Scan the listing below for "count", then report every line that has it.

▬▬▬▬▬▬▬▬▬▬

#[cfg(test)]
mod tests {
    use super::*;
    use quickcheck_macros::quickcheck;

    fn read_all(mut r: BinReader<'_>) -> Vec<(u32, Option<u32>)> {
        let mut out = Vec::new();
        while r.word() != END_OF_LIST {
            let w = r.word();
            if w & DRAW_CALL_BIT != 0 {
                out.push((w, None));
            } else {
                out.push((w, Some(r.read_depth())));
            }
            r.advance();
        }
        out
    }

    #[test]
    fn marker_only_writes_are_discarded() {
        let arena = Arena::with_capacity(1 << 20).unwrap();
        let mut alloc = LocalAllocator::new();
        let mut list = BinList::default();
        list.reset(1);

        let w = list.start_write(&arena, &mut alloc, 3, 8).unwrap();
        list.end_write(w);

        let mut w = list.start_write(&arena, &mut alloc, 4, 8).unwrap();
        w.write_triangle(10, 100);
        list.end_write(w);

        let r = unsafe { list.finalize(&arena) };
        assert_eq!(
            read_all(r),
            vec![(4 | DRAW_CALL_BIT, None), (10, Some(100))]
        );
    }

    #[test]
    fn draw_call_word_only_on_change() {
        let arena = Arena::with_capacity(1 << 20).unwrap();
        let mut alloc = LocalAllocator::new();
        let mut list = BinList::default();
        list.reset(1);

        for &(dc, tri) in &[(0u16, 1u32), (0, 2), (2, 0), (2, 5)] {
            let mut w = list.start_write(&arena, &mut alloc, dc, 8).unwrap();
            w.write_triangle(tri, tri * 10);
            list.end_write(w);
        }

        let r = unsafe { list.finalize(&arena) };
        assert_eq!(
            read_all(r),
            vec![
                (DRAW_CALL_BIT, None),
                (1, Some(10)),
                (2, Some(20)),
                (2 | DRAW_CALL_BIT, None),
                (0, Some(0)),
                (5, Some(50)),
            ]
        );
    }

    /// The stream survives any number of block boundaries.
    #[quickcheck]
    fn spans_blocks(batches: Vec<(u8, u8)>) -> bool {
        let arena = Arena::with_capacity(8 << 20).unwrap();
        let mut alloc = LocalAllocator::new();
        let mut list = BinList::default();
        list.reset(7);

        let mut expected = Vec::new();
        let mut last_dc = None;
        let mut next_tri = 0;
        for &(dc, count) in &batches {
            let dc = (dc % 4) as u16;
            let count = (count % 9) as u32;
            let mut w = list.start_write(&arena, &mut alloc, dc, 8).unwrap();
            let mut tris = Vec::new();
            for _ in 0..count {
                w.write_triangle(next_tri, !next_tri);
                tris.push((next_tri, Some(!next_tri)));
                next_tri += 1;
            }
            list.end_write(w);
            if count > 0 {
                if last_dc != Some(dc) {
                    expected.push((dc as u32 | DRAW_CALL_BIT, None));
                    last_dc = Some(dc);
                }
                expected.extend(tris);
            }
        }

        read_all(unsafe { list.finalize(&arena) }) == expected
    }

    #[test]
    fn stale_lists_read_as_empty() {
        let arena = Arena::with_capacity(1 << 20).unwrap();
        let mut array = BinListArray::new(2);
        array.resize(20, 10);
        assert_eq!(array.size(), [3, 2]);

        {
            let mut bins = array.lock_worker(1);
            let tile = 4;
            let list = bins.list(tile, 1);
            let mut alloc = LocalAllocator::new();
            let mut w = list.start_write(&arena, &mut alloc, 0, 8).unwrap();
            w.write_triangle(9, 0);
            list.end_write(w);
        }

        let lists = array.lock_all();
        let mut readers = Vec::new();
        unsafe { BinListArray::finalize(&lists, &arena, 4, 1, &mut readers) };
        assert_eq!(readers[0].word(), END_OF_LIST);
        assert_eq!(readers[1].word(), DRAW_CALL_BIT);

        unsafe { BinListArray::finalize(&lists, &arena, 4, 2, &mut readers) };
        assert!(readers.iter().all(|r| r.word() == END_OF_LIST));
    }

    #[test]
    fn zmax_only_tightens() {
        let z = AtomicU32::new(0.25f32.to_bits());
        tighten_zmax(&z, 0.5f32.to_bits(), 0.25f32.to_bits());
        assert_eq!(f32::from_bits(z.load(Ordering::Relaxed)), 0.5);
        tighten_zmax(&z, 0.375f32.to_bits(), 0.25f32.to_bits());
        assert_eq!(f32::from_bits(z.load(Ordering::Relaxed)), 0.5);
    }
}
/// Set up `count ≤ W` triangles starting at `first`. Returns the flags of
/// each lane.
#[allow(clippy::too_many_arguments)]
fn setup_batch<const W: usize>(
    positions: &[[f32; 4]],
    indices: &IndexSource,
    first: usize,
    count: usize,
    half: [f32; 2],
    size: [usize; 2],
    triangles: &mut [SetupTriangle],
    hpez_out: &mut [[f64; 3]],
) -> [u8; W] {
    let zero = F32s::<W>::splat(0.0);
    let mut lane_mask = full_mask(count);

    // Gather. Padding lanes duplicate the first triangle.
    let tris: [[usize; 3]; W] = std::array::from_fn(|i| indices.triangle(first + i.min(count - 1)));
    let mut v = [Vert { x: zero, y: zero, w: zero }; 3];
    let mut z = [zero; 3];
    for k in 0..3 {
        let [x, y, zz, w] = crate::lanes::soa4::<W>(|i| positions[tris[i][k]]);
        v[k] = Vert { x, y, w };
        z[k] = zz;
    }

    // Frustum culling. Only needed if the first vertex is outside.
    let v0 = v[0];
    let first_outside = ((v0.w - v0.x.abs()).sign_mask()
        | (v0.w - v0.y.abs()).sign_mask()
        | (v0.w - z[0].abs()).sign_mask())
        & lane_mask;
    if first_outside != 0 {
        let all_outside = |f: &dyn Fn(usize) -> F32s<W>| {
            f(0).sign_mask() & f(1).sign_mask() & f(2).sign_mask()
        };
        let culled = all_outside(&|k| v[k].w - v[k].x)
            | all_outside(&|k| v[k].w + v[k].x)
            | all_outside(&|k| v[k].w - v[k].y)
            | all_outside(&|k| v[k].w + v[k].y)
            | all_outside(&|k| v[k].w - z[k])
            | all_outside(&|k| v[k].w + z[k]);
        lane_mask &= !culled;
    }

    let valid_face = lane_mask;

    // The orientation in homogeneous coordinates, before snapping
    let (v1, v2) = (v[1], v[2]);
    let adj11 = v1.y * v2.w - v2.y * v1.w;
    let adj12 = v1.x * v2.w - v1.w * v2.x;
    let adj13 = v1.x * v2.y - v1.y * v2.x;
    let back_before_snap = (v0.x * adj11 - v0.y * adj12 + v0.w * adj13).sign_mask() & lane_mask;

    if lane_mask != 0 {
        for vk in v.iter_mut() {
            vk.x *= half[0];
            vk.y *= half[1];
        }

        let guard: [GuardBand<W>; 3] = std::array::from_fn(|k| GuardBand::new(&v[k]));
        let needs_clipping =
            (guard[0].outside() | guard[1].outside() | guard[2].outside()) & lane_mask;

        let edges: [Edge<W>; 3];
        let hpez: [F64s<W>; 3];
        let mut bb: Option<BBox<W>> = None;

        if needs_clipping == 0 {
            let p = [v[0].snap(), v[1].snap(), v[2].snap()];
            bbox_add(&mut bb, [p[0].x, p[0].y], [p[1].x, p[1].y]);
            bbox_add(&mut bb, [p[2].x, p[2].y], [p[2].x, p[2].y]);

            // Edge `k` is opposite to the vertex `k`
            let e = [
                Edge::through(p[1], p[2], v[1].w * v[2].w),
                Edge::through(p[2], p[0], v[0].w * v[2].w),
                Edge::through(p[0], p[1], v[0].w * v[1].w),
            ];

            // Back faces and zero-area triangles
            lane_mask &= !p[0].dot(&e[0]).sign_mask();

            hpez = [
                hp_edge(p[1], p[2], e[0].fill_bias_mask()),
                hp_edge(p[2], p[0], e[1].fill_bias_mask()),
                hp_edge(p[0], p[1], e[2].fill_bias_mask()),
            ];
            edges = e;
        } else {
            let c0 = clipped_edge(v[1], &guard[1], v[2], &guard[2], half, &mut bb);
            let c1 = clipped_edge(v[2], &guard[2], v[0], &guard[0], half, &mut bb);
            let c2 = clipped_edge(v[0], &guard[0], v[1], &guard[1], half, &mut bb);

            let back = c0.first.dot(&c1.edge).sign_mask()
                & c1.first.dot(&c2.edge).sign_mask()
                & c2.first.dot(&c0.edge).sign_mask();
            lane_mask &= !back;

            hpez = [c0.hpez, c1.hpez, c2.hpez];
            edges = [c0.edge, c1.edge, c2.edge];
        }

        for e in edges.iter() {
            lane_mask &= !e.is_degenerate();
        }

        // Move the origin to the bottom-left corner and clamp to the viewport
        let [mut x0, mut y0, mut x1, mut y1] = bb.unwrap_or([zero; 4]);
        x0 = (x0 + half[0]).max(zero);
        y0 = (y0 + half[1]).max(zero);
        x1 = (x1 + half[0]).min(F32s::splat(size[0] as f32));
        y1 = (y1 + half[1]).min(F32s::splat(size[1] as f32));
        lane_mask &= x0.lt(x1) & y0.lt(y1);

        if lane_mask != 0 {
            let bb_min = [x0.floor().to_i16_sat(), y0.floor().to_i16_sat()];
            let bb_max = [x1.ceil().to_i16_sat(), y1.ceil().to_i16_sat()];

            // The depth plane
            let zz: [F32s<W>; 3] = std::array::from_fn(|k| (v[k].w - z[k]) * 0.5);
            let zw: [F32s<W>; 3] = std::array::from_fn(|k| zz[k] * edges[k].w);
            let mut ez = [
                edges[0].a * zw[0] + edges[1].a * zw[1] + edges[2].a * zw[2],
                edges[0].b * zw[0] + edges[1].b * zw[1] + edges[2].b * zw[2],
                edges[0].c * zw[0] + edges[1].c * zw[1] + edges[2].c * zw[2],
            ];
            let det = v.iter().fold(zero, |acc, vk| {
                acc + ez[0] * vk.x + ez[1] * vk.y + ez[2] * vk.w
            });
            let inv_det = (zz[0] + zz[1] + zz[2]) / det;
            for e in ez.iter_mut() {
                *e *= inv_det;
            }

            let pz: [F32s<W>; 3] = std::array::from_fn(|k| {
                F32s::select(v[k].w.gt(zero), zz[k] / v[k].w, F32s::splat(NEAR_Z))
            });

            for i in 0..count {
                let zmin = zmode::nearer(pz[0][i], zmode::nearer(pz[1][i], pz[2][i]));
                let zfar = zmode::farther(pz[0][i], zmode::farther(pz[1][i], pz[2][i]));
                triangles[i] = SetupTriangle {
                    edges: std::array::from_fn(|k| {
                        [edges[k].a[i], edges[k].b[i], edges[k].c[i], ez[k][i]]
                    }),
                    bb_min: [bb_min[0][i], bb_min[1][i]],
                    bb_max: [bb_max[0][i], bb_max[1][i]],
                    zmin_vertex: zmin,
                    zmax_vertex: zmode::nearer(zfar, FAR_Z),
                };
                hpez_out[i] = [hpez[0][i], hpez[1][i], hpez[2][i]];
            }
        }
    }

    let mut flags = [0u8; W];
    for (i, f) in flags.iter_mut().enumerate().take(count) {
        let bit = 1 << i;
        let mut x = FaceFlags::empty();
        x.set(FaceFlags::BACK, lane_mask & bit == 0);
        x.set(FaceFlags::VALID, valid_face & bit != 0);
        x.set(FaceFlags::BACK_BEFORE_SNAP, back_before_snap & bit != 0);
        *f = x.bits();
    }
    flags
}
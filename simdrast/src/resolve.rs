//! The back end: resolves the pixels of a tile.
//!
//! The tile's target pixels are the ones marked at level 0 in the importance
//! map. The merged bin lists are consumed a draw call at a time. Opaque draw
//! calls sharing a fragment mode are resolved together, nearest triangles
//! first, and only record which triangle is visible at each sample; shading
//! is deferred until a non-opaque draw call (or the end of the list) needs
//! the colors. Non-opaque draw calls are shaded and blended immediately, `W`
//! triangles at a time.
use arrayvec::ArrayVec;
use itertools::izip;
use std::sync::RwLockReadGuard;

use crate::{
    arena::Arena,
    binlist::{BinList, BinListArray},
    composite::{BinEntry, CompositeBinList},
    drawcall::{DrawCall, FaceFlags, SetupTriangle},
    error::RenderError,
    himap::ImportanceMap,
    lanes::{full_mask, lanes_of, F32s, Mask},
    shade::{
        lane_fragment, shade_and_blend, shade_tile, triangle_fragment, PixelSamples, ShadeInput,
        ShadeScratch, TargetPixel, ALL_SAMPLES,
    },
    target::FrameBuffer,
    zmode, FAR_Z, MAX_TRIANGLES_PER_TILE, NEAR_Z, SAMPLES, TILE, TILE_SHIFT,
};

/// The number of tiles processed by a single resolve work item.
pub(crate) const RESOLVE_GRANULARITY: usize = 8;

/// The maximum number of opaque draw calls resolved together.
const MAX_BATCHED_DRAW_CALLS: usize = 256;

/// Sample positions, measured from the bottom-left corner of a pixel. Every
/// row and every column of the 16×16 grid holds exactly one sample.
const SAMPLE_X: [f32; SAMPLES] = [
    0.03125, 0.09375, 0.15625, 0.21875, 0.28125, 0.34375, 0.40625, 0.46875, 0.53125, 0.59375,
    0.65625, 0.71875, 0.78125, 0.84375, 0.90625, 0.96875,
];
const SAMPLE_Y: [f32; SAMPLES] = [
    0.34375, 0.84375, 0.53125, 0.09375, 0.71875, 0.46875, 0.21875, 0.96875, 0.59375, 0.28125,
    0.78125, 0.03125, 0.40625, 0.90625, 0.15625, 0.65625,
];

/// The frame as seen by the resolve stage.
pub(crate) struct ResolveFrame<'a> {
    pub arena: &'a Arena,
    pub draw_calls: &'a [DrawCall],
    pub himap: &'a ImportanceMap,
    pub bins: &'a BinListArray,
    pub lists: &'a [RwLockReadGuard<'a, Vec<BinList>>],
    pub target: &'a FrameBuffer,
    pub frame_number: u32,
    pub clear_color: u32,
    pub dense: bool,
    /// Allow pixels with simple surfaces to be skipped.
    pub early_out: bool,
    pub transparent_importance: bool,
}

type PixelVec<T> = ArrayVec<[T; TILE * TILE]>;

▬▬▬▬▬▬▬▬▬▬

### RESPONSE TO THE TASK
        for &(dc, count) in &batches {
            let count = (count % 9) as u32;
            for _ in 0..count {
            if count > 0 {
/// Set up `count ≤ W` triangles starting at `first`. Returns the flags of
    count: usize,
    let mut lane_mask = full_mask(count);
    let tris: [[usize; 3]; W] = std::array::from_fn(|i| indices.triangle(first + i.min(count - 1)));
            for i in 0..count {
    for (i, f) in flags.iter_mut().enumerate().take(count) {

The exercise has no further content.